In the report titled: “CryptoGuard: An Asymmetric Approach to the Ransomware Battle,” Sophos explained that in remote encryption attacks, also known as remote ransomware, adversaries leverage a compromised and often under-protected endpoint to encrypt data on other devices connected to the same network.
The company noted that these attacks are particularly troublesome as traditional anti-ransomware protection methods cannot feasibly detect malicious files or activity, thus failing to protect them from unauthorized encryption and potential data loss.
Exploring the weak spot
Speaking on the findings by the company, the Vice President of Threat Research at Sophos, and the co-creator of CryptoGuard, Mark Loman, said:
- “Companies can have thousands of computers connected to their network, and with remote ransomware, all it takes is one under-protected device to compromise the entire network. Attackers know this, so they hunt for that one ‘weak spot’ and most companies have at least one. Remote encryption is going to stay a perennial problem for defenders, and based, on the alerts we’ve seen, the attack method is steadily increasing,”

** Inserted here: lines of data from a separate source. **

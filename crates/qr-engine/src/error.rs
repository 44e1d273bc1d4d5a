//! Error types for QR synthesis.

use std::path::PathBuf;

use crate::style::EccLevel;

/// Errors produced while building, rendering, or writing a QR image.
#[derive(Debug, thiserror::Error)]
pub enum QrError {
    #[error("QR payload is empty")]
    EmptyPayload,

    #[error("payload of {len} bytes exceeds QR capacity at error correction level {ecc}")]
    PayloadTooLarge { len: usize, ecc: EccLevel },

    #[error("QR encode error: {0}")]
    Encode(String),

    #[error("invalid style: {0}")]
    InvalidStyle(String),

    #[error("logo size ratio {0} is outside (0, 0.3]")]
    InvalidLogoRatio(f64),

    #[error("failed to load logo {}: {source}", path.display())]
    LogoLoad {
        path: PathBuf,
        #[source]
        source: image::ImageError,
    },

    #[error("invalid table range {start}..={end}")]
    InvalidRange { start: u32, end: u32 },

    #[error("invalid label font: {0}")]
    Font(String),

    #[error("image encode error: {0}")]
    Image(#[from] image::ImageError),

    #[error("I/O error at {}: {source}", path.display())]
    Io {
        path: PathBuf,
        #[source]
        source: std::io::Error,
    },

    #[error("archive error: {0}")]
    Archive(String),
}

impl QrError {
    pub(crate) fn io(path: impl Into<PathBuf>, source: std::io::Error) -> Self {
        Self::Io {
            path: path.into(),
            source,
        }
    }
}

pub type Result<T, E = QrError> = std::result::Result<T, E>;
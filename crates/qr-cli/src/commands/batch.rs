//! Batch command implementation.

use std::path::PathBuf;

use anyhow::{Context, Result};
use qr_engine::{
    BatchError, BatchOutput, BatchRequest, DirSink, StyleConfig, TableBatch, archive_batch,
};
use tracing::{error, info};

use super::{BatchArgs, file_stem};
use crate::config::AppConfig;

/// A fully-resolved batch job.
#[derive(Debug)]
struct Job {
    batch: TableBatch,
    style: StyleConfig,
    output_dir: PathBuf,
}

/// Run the batch command.
pub async fn run(args: BatchArgs, config: AppConfig) -> Result<()> {
    let job = resolve_job(&args, &config)?;
    let zip = args.zip;
    let output_dir = job.output_dir.clone();

    let (outcome, archive) = tokio::task::spawn_blocking(
        move || -> Result<(Result<BatchOutput, BatchError>, Option<PathBuf>)> {
            let synth = config.synthesizer()?;
            let mut sink = DirSink::create(&job.output_dir)?;
            let outcome = synth.generate_sequential_batch(&job.batch, &job.style, &mut sink);
            let archive = match &outcome {
                Ok(output) if zip => {
                    let zip_path = job.output_dir.join(archive_name(&job.batch.restaurant_id));
                    Some(archive_batch(&output.paths, &zip_path)?)
                }
                _ => None,
            };
            Ok((outcome, archive))
        },
    )
    .await
    .context("Batch task panicked")??;

    match outcome {
        Ok(output) => {
            info!(count = output.count, dir = %output_dir.display(), "Batch complete");
            if args.json {
                let json = serde_json::json!({
                    "paths": output.paths,
                    "count": output.count,
                    "archive": archive,
                });
                println!("{}", serde_json::to_string_pretty(&json)?);
            } else {
                for path in &output.paths {
                    println!("{}", path.display());
                }
                if let Some(archive) = archive {
                    println!("Archive: {}", archive.display());
                }
            }
            Ok(())
        }
        Err(err) => {
            report_partial(&err, args.json)?;
            Err(err).context("Batch generation failed")
        }
    }
}

/// Print what was written before the failure so the caller can resume.
fn report_partial(err: &BatchError, json: bool) -> Result<()> {
    let written = err.written();
    let failed_index = match err {
        BatchError::Aborted { index, .. } => Some(*index),
        BatchError::Rejected(_) => None,
    };
    if let Some(index) = failed_index {
        error!(index, written = written.len(), "Batch stopped; earlier images were kept");
    }
    if json {
        let out = serde_json::json!({
            "paths": written,
            "count": written.len(),
            "failedIndex": failed_index,
            "error": err.source_error().to_string(),
        });
        println!("{}", serde_json::to_string_pretty(&out)?);
    } else {
        for path in written {
            println!("{}", path.display());
        }
    }
    Ok(())
}

fn resolve_job(args: &BatchArgs, config: &AppConfig) -> Result<Job> {
    if let Some(path) = &args.request {
        let raw = std::fs::read_to_string(path)
            .with_context(|| format!("Failed to read {}", path.display()))?;
        let request: BatchRequest = serde_json::from_str(&raw)
            .with_context(|| format!("Invalid batch request {}", path.display()))?;
        return job_from_request(request, args);
    }

    // clap requires all three when --request is absent
    let restaurant = args.restaurant.clone().unwrap_or_default();
    let start = args.start.unwrap_or_default();
    let end = args.end.unwrap_or_default();

    Ok(Job {
        batch: TableBatch::new(config.base_url.clone(), restaurant.clone(), start, end),
        style: args.style.resolve(&config.default_template)?,
        output_dir: config.output_dir.join(file_stem(&restaurant)),
    })
}

/// The request defines range, URL and directory; style flags still apply on top.
fn job_from_request(request: BatchRequest, args: &BatchArgs) -> Result<Job> {
    let template = args
        .style
        .template
        .as_deref()
        .or(request.template_id.as_deref());
    let style = StyleConfig::from_template_and_overrides(template, &request.style_overrides)
        .context("Invalid style in batch request")?
        .merged(&args.style.overrides()?);
    Ok(Job {
        batch: request.table_batch(),
        style,
        output_dir: request.output_dir,
    })
}

/// `tables-{restaurant}-{YYYYmmdd-HHMMSS}.zip`
fn archive_name(restaurant_id: &str) -> String {
    let stamp = chrono::Local::now().format("%Y%m%d-%H%M%S");
    format!("tables-{}-{stamp}.zip", file_stem(restaurant_id))
}
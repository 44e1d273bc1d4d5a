//! Logo compositing: a circular, ringed logo centered on the symbol.
//!
//! The compositor cannot raise the redundancy of an already rasterized
//! symbol; callers embedding a logo are expected to render at ECC level H
//! (see [`crate::style::StyleConfig::prepare`]).

use std::path::Path;

use image::imageops::FilterType;
use image::{DynamicImage, Rgba, RgbaImage};
use tracing::debug;

use crate::compose::blend_onto;
use crate::error::{QrError, Result};
use crate::style::validate_logo_ratio;

/// Ring width as a fraction of the logo diameter.
const RING_WIDTH_RATIO: f32 = 0.05;

/// Source of logo images. Injectable so tests can simulate failures.
pub trait LogoLoader {
    fn load(&self, path: &Path) -> Result<DynamicImage>;
}

/// Reads logos from the filesystem, guessing the format from content.
#[derive(Debug, Clone, Copy, Default)]
pub struct FsLogoLoader;

impl LogoLoader for FsLogoLoader {
    fn load(&self, path: &Path) -> Result<DynamicImage> {
        let load = || -> std::result::Result<DynamicImage, image::ImageError> {
            image::ImageReader::open(path)?
                .with_guessed_format()?
                .decode()
        };
        load().map_err(|source| QrError::LogoLoad {
            path: path.to_path_buf(),
            source,
        })
    }
}

impl<L: LogoLoader + ?Sized> LogoLoader for &L {
    fn load(&self, path: &Path) -> Result<DynamicImage> {
        (**self).load(path)
    }
}

/// Load the logo at `logo_path` and composite it onto `canvas`.
///
/// The ratio is checked before the logo is read.
pub fn add_logo(
    canvas: &mut RgbaImage,
    loader: &impl LogoLoader,
    logo_path: &Path,
    logo_size_ratio: f64,
    ring: Rgba<u8>,
) -> Result<()> {
    validate_logo_ratio(logo_size_ratio)?;
    let logo = loader.load(logo_path)?;
    composite_logo(canvas, &logo, logo_size_ratio, ring)
}

/// Composite an already decoded logo, clipped to a circle of diameter
/// `canvas_width * ratio`, with a `ring`-colored border around the clip.
pub fn composite_logo(
    canvas: &mut RgbaImage,
    logo: &DynamicImage,
    logo_size_ratio: f64,
    ring: Rgba<u8>,
) -> Result<()> {
    validate_logo_ratio(logo_size_ratio)?;

    let canvas_size = canvas.width().min(canvas.height());
    let logo_size = ((canvas_size as f64 * logo_size_ratio).round() as u32).max(1);
    let resized = logo
        .resize_exact(logo_size, logo_size, FilterType::Lanczos3)
        .to_rgba8();

    let x0 = (canvas.width() - logo_size) / 2;
    let y0 = (canvas.height() - logo_size) / 2;
    let radius = logo_size as f32 / 2.0;
    let ring_width = (logo_size as f32 * RING_WIDTH_RATIO).max(1.0);
    let (cx, cy) = (x0 as f32 + radius, y0 as f32 + radius);

    // Logo pixels clipped to the circle.
    for (dx, dy, pixel) in resized.enumerate_pixels() {
        let (px, py) = (dx as f32 + 0.5, dy as f32 + 0.5);
        let (ex, ey) = (px - radius, py - radius);
        if ex * ex + ey * ey <= radius * radius {
            blend_onto(canvas, x0 + dx, y0 + dy, *pixel);
        }
    }

    // Ring centered on the clip edge.
    let inner = (radius - ring_width / 2.0).max(0.0);
    let outer = radius + ring_width / 2.0;
    let reach = outer.ceil() as i64 + 1;
    for oy in -reach..=reach {
        for ox in -reach..=reach {
            let x = cx.floor() as i64 + ox;
            let y = cy.floor() as i64 + oy;
            if x < 0 || y < 0 {
                continue;
            }
            let (ex, ey) = (x as f32 + 0.5 - cx, y as f32 + 0.5 - cy);
            let d = (ex * ex + ey * ey).sqrt();
            if d >= inner && d <= outer {
                blend_onto(canvas, x as u32, y as u32, ring);
            }
        }
    }

    debug!(logo_size, ring_width, "Composited logo");
    Ok(())
}
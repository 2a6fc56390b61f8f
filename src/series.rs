//! Builds the per-run average series

use crate::{
    error::{ErrorContext, Result},
    logging::Logger,
    models::{Config, LatencySeries, RunAggregate},
    source::MeasurementSource,
    stats::{aggregate, parse_measurement_line, RunSamples},
};

/// Walks the configured runs in ascending client order and averages each one
pub struct SeriesBuilder<S> {
    source: S,
    logger: Logger,
}

impl<S: MeasurementSource> SeriesBuilder<S> {
    pub fn new(source: S) -> Self {
        Self {
            source,
            logger: Logger::new("series"),
        }
    }

    pub fn with_logger(mut self, logger: Logger) -> Self {
        self.logger = logger;
        self
    }

    /// Aggregate every run of `config`. The first failing run aborts the
    /// build and nothing computed so far is returned.
    pub fn build(&self, config: &Config) -> Result<LatencySeries> {
        let mut series = LatencySeries::new();

        for clients in config.runs() {
            let run = self.aggregate_run(config, clients)?;
            series.push(run);
        }

        self.logger
            .debug("built latency series")
            .field("runs", series.len())
            .log();

        Ok(series)
    }

    /// Scan, parse and average the measurement files of one run
    pub fn aggregate_run(&self, config: &Config, clients: u32) -> Result<RunAggregate> {
        let directory = config.run_directory(clients);
        let files = self.source.list_measurements(&directory, &config.extension)?;

        let mut samples = RunSamples::with_capacity(files.len());
        for file in &files {
            let line = self.source.read_first_line(file)?;
            let measurement = parse_measurement_line(&line)
                .with_context(|| file.display().to_string())?;

            self.logger
                .trace("parsed measurement")
                .field("file", file.display().to_string())
                .field("query_ms", measurement.query_ms)
                .field("buy_ms", measurement.buy_ms)
                .log();

            samples.add(measurement);
        }

        let run_name = directory.display().to_string();
        let (query_avg, buy_avg) = aggregate(&samples, config.empty_runs, &run_name)?;

        if samples.is_empty() {
            self.logger
                .warn("run has no measurement files, averages are NaN")
                .field("directory", &run_name)
                .log();
        }

        self.logger
            .info("aggregated run")
            .field("clients", clients)
            .field("files", samples.len())
            .field("query_avg_ms", query_avg)
            .field("buy_avg_ms", buy_avg)
            .log();

        Ok(RunAggregate {
            clients,
            directory,
            query_avg,
            buy_avg,
            sample_count: samples.len(),
        })
    }
}
//! Output formatting and display system
//!
//! Renders the averaged series as a plain or colored table, or as JSON,
//! once the chart has been written.

mod formatter;
mod colored;

pub use formatter::{
    Alignment,
    Column,
    FormattingOptions,
    OutputFormatter,
    PlainFormatter,
    RowData,
};
pub use colored::{
    ColoredFormatter,
    ColorScheme,
    PerformanceLevel,
};

use crate::{
    error::Result,
    models::{Config, LatencySeries},
};
use serde::Serialize;

/// Output formatting factory for creating appropriate formatters
pub struct OutputFormatterFactory;

impl OutputFormatterFactory {
    /// Create a formatter based on color support and preferences
    pub fn create_formatter(enable_color: bool, verbose: bool) -> Box<dyn OutputFormatter> {
        let options = FormattingOptions {
            enable_color,
            verbose_mode: verbose,
            table_borders: true,
        };

        if enable_color {
            Box::new(ColoredFormatter::new(options))
        } else {
            Box::new(PlainFormatter::new(options))
        }
    }
}

/// JSON document printed with `--json`
#[derive(Debug, Serialize)]
struct JsonReport<'a> {
    output: String,
    clients: &'a [u32],
    /// NaN averages serialize as null
    query_avg_ms: Vec<Option<f64>>,
    buy_avg_ms: Vec<Option<f64>>,
    files: Vec<usize>,
}

impl<'a> JsonReport<'a> {
    fn new(series: &'a LatencySeries, config: &Config) -> Self {
        let finite = |values: &[f64]| -> Vec<Option<f64>> {
            values.iter().map(|v| v.is_finite().then_some(*v)).collect()
        };
        Self {
            output: config.output_path.display().to_string(),
            clients: &series.clients,
            query_avg_ms: finite(&series.query),
            buy_avg_ms: finite(&series.buy),
            files: series.runs.iter().map(|r| r.sample_count).collect(),
        }
    }
}

/// Main output coordinator that handles all result display
pub struct OutputCoordinator {
    formatter: Box<dyn OutputFormatter>,
    json: bool,
}

impl OutputCoordinator {
    /// Coordinator matching the configured color, verbosity and JSON mode
    pub fn from_config(config: &Config) -> Self {
        Self {
            formatter: OutputFormatterFactory::create_formatter(config.enable_color, config.verbose),
            json: config.json,
        }
    }

    /// Render the run summary
    pub fn display_results(&self, series: &LatencySeries, config: &Config) -> Result<String> {
        if self.json {
            return Ok(serde_json::to_string_pretty(&JsonReport::new(series, config))?);
        }

        let mut sections = Vec::new();
        sections.push(self.formatter.format_header(&config.title)?);
        sections.push(self.formatter.format_series_table(series)?);

        let empty_runs: Vec<String> = series
            .runs
            .iter()
            .filter(|run| run.is_empty())
            .map(|run| run.clients.to_string())
            .collect();
        if !empty_runs.is_empty() {
            sections.push(self.formatter.format_warning(&format!(
                "no measurement files for client counts {}",
                empty_runs.join(", ")
            ))?);
        }

        sections.push(self.formatter.format_chart_written(&config.output_path)?);
        Ok(sections.join("\n"))
    }
}

#[cfg(test)]
mod tests {
    use super::*;
    use crate::models::RunAggregate;
    use std::path::PathBuf;

    fn series() -> LatencySeries {
        let mut series = LatencySeries::new();
        for (clients, query, buy, files) in [(1, 10.0, 20.0, 1), (2, f64::NAN, f64::NAN, 0)] {
            series.push(RunAggregate {
                clients,
                directory: PathBuf::from(format!("out/clients_{}", clients)),
                query_avg: query,
                buy_avg: buy,
                sample_count: files,
            });
        }
        series
    }

    #[test]
    fn test_plain_summary() {
        let config = Config { enable_color: false, ..Config::default() };
        let output = OutputCoordinator::from_config(&config)
            .display_results(&series(), &config)
            .unwrap();

        assert!(output.starts_with("Average Request Latency vs Number of Concurrent Clients"));
        assert!(output.contains("10.000"));
        assert!(output.contains("Warning: no measurement files for client counts 2"));
        assert!(output.ends_with("Chart written to latencies.png"));
    }

    #[test]
    fn test_json_summary() {
        let config = Config { json: true, ..Config::default() };
        let output = OutputCoordinator::from_config(&config)
            .display_results(&series(), &config)
            .unwrap();

        let value: serde_json::Value = serde_json::from_str(&output).unwrap();
        assert_eq!(value["output"], "latencies.png");
        assert_eq!(value["clients"], serde_json::json!([1, 2]));
        assert_eq!(value["query_avg_ms"], serde_json::json!([10.0, null]));
        assert_eq!(value["buy_avg_ms"], serde_json::json!([20.0, null]));
        assert_eq!(value["files"], serde_json::json!([1, 0]));
    }

    #[test]
    fn test_factory_plain_formatter() {
        let formatter = OutputFormatterFactory::create_formatter(false, false);
        assert_eq!(formatter.format_warning("x").unwrap(), "Warning: x");
    }
}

In 2013, CryptoLocker was the first prolific ransomware to utilize remote encryption with asymmetric encryption, also known as public-key cryptography. Since then, adversaries have been able to escalate the use of ransomware, due to ubiquitous, ongoing security gaps at organizations worldwide and the advent of cryptocurrency.
- “When we first noticed CryptoLocker taking advantage of remote encryption ten years ago, we foresaw that this tactic was going to become a challenge for defenders. Other solutions focus on detecting malicious binaries or execution. In the case of remote encryption, the malware and execution reside on a different computer (unprotected) than the one having the files encrypted. The only way to stop it is by watching the files and protecting them. That’s why we innovated CryptoGuard,” said Loman.
Loss to ransomware attacks rising
Data from cryptocurrency trading firm Chainalysis showed that ransomware victims have paid ransomware groups $449.1 million in the first six months of this year. Throughout 2022, that number, the amount paid was less than $500 million.
If this year’s pace of payments continues, according to the company’s data, the total figure for 2023 could hit $898.6 million.
This would make 2023 the second biggest year for ransomware revenue after 2021, in which Chainalysis calculates that attackers extorted $939.9 million from victims.
However, Sophos believes that organizations can leverage CryptoGuard to strengthen their defence against ransomware attacks. It added that the technology does not hunt for ransomware; instead, it zeroes in on the primary targets of the files.